__TASK DIRECTIONS__. Where the line with "and start serving." appears below, start writing out lines exactly, and finish with the line with "let app = hook_router(signals.sender(), read_timeout);", which is included; write out nothing else.

__ENTRIES SUPPLIED__.
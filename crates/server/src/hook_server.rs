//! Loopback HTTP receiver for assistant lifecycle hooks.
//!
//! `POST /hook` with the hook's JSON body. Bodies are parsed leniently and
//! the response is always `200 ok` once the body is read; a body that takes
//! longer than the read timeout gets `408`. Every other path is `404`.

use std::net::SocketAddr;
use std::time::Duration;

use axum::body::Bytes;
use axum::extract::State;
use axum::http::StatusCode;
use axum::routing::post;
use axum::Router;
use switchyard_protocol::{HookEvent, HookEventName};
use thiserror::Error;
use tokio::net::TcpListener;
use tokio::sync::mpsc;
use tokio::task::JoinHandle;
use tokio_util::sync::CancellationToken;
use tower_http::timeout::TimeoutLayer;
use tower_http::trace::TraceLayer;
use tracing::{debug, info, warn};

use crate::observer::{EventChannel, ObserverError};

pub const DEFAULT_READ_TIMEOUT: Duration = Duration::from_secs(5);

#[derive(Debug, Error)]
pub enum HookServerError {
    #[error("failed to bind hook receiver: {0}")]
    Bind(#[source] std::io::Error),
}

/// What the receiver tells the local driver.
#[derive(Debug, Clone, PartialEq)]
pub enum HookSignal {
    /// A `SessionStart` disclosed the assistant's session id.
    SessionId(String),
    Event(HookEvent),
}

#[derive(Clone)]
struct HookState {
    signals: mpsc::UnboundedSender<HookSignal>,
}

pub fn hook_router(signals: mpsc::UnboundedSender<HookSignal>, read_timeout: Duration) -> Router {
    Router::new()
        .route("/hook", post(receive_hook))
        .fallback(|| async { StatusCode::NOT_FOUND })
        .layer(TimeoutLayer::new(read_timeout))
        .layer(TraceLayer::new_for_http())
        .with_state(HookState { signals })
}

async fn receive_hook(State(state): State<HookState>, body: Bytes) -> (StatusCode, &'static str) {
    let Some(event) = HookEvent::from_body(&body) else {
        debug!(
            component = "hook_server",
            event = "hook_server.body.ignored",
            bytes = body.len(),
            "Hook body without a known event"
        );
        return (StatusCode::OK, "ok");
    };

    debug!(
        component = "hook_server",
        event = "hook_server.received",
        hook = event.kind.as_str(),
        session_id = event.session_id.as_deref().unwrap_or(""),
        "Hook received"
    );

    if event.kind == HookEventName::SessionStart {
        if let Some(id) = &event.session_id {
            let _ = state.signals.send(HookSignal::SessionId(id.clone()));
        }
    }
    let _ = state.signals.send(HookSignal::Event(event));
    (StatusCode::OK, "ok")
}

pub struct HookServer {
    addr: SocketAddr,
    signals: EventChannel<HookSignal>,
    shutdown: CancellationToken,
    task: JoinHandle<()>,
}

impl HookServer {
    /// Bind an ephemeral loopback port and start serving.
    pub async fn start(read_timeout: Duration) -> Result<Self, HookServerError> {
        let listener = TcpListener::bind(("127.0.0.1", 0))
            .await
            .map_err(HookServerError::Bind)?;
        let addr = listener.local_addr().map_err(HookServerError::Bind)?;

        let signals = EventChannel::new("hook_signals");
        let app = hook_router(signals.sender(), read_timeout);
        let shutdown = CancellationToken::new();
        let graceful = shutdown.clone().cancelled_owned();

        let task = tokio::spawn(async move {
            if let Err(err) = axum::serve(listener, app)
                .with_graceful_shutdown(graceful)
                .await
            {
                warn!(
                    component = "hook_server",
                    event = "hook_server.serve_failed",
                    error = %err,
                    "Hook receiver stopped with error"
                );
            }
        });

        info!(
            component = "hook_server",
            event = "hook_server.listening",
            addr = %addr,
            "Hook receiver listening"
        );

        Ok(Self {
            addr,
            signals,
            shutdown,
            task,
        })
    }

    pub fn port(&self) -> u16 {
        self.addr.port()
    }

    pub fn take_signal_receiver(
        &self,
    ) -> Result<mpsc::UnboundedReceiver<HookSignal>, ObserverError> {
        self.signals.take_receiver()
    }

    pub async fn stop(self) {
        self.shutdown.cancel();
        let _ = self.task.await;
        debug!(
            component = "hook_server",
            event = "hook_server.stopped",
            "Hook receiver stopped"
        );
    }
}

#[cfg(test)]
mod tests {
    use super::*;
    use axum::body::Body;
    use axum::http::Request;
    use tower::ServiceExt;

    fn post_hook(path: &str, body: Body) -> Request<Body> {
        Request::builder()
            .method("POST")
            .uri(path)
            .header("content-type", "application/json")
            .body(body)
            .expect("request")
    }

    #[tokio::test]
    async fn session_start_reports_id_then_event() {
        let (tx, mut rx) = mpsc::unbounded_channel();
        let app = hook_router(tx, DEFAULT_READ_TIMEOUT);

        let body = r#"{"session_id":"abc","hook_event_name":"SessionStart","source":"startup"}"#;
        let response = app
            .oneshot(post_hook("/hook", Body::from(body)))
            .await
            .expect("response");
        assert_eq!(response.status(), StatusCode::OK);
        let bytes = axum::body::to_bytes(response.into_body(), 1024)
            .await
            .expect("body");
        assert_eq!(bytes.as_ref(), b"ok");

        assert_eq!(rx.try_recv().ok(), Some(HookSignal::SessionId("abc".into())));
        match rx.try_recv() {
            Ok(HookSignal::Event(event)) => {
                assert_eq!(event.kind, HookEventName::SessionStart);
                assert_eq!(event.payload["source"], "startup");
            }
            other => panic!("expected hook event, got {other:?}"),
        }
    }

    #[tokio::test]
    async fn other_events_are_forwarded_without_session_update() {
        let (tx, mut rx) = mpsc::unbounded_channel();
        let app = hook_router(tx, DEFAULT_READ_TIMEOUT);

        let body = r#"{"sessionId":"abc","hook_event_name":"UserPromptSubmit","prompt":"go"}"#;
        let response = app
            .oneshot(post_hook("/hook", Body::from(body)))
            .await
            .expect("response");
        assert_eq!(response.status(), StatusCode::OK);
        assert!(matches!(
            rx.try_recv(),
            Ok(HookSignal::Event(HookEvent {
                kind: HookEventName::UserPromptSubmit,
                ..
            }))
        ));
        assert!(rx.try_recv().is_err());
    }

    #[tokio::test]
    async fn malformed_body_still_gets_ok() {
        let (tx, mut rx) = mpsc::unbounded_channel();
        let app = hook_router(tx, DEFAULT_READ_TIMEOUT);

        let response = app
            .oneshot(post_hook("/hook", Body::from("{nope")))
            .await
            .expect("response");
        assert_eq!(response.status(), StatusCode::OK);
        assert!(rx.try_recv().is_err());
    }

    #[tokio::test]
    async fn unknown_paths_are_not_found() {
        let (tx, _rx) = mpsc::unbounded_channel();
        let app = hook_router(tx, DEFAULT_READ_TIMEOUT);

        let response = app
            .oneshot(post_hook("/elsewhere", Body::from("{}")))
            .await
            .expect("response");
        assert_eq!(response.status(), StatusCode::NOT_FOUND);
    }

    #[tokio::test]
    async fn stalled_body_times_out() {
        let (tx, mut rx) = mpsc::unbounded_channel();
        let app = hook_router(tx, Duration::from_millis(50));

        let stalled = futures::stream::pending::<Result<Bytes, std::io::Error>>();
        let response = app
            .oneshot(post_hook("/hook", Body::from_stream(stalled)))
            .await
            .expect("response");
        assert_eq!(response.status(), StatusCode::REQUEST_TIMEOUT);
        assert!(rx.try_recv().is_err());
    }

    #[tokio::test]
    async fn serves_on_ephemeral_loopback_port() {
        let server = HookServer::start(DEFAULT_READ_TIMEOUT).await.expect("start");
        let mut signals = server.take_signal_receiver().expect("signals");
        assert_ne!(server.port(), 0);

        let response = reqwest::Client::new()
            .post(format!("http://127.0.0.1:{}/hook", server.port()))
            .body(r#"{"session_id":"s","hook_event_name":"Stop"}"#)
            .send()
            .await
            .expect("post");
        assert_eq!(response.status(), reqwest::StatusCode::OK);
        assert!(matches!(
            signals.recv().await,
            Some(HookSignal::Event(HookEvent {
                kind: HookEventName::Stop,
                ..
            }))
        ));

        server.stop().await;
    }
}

__EXERCISE ANSWER__.
    /// Bind an ephemeral loopback port and start serving.
    pub async fn start(read_timeout: Duration) -> Result<Self, HookServerError> {
        let listener = TcpListener::bind(("127.0.0.1", 0))
            .await
            .map_err(HookServerError::Bind)?;
        let addr = listener.local_addr().map_err(HookServerError::Bind)?;

        let signals = EventChannel::new("hook_signals");
        let app = hook_router(signals.sender(), read_timeout);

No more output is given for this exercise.